▶ **Supplied entries**:
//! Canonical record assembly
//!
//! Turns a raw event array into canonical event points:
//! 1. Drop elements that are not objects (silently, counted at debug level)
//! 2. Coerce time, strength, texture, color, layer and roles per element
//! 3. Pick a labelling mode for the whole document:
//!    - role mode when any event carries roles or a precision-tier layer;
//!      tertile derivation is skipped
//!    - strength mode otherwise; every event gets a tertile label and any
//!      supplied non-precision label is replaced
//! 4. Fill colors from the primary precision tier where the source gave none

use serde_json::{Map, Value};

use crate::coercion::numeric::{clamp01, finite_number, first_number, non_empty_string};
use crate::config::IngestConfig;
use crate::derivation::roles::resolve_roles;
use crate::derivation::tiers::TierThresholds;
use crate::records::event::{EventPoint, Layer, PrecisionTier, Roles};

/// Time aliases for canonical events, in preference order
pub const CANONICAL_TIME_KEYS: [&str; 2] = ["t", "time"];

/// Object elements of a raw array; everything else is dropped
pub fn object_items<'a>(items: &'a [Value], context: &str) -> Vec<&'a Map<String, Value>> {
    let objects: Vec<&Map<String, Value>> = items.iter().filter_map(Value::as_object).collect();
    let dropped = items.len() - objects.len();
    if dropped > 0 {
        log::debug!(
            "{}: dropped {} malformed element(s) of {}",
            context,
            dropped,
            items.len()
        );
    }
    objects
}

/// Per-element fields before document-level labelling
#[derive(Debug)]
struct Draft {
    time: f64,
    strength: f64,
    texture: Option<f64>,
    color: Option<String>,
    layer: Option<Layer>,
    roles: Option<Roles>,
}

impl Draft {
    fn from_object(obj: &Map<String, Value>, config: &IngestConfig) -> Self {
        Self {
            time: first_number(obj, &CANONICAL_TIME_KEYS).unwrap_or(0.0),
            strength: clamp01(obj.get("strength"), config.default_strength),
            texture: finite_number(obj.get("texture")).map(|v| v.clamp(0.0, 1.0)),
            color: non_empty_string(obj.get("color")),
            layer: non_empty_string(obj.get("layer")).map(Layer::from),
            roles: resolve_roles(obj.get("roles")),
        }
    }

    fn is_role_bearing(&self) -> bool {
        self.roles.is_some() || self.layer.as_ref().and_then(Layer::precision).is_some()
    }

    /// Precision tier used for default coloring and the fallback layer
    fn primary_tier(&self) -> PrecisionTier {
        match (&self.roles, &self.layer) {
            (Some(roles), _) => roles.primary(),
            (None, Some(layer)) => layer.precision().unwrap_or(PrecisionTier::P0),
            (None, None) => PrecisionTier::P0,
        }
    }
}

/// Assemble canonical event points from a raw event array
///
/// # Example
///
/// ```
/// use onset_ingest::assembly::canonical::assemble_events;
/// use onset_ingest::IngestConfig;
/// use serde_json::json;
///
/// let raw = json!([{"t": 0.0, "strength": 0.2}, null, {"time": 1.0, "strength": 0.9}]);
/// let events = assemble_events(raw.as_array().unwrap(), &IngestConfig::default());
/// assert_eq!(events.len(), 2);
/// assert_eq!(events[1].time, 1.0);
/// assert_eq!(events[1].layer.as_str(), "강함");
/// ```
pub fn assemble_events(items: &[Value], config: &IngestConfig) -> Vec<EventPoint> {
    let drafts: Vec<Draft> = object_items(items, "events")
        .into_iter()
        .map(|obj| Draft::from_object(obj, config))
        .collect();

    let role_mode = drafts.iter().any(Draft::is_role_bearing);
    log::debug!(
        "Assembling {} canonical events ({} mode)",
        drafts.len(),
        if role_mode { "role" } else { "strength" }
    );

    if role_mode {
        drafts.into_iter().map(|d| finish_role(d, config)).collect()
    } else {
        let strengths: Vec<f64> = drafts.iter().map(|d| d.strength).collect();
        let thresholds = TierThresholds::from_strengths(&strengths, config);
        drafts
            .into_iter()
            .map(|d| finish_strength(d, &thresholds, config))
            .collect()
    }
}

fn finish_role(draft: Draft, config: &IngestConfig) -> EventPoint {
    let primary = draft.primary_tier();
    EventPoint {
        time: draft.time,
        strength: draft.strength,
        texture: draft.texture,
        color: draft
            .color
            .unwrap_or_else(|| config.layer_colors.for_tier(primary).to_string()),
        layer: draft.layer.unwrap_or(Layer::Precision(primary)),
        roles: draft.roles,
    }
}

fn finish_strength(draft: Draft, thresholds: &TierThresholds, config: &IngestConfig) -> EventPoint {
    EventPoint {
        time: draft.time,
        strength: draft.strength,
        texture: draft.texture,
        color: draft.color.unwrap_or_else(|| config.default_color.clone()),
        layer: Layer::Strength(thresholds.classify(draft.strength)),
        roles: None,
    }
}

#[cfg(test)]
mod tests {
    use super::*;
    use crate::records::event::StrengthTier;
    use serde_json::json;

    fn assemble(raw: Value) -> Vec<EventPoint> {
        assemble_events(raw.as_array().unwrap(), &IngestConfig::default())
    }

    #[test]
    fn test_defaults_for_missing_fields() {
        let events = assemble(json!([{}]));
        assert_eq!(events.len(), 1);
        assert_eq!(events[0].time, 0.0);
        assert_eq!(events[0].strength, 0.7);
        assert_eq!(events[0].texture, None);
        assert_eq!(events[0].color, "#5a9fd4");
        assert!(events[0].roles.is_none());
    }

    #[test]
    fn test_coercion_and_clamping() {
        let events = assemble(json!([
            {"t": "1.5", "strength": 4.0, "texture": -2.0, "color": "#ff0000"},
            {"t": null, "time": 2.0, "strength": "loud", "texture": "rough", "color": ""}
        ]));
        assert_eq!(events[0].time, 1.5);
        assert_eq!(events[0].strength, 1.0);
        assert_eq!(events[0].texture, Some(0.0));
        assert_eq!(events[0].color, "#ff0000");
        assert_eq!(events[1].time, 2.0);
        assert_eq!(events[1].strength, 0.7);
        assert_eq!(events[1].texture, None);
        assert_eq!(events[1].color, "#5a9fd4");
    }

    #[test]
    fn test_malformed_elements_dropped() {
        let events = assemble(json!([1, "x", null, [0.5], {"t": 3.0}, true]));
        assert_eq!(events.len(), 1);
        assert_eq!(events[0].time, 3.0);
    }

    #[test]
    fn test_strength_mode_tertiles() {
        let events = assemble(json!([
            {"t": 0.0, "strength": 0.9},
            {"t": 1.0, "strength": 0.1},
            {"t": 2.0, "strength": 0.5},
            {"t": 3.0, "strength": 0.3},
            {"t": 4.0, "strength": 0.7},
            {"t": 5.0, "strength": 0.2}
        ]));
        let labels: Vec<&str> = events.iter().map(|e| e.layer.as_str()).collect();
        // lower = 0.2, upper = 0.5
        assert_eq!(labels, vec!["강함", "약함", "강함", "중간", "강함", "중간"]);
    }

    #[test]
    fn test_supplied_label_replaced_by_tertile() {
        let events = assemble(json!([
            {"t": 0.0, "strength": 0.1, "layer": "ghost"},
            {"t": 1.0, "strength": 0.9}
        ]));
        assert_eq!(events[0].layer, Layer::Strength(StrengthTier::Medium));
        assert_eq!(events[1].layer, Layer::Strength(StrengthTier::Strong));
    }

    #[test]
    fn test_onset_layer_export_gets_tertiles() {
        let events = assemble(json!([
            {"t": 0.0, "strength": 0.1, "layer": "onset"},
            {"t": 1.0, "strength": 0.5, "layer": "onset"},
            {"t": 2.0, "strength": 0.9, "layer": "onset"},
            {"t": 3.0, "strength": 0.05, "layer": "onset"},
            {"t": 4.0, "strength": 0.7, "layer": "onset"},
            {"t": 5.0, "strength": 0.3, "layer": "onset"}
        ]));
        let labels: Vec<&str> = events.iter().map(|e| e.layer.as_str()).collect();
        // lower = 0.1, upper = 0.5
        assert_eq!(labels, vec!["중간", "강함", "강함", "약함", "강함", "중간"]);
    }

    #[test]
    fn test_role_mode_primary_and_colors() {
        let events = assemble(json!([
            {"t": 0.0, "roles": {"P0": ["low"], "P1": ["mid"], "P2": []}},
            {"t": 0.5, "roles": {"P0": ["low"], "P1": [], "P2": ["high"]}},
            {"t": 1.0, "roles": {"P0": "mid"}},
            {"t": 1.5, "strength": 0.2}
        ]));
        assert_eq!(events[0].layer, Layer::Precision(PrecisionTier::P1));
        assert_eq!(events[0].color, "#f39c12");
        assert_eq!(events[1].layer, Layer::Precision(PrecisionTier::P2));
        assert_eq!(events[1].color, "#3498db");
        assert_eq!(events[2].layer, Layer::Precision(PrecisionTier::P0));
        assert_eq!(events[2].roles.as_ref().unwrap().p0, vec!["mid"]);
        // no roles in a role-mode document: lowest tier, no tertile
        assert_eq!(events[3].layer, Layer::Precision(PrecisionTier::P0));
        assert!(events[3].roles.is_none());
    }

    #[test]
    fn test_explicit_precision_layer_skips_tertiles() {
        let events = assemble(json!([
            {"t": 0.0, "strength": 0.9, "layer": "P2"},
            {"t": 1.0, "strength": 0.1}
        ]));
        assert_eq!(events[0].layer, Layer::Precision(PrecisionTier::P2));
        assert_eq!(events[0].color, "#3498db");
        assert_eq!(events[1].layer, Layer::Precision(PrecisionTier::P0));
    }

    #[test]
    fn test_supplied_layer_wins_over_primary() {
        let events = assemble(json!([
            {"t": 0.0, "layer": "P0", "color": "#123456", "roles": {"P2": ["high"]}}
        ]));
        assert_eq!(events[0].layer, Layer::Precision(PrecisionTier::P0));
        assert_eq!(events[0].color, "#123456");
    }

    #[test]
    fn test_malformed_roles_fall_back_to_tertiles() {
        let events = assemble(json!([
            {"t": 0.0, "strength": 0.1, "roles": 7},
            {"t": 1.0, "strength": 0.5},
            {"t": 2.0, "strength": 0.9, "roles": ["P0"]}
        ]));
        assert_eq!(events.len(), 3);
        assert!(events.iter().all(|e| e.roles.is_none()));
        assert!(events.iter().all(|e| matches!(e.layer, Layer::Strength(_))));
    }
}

---

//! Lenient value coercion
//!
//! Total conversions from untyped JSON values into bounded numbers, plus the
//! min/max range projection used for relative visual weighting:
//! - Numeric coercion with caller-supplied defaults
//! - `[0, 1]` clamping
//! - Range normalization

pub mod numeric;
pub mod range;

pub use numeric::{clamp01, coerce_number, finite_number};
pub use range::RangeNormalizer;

▶ **Task statement**: Looking at the entries above, copy out every line in which "null" occurs.

▶ **Task result**:
/// let raw = json!([{"t": 0.0, "strength": 0.2}, null, {"time": 1.0, "strength": 0.9}]);
            {"t": null, "time": 2.0, "strength": "loud", "texture": "rough", "color": ""}
        let events = assemble(json!([1, "x", null, [0.5], {"t": 3.0}, true]));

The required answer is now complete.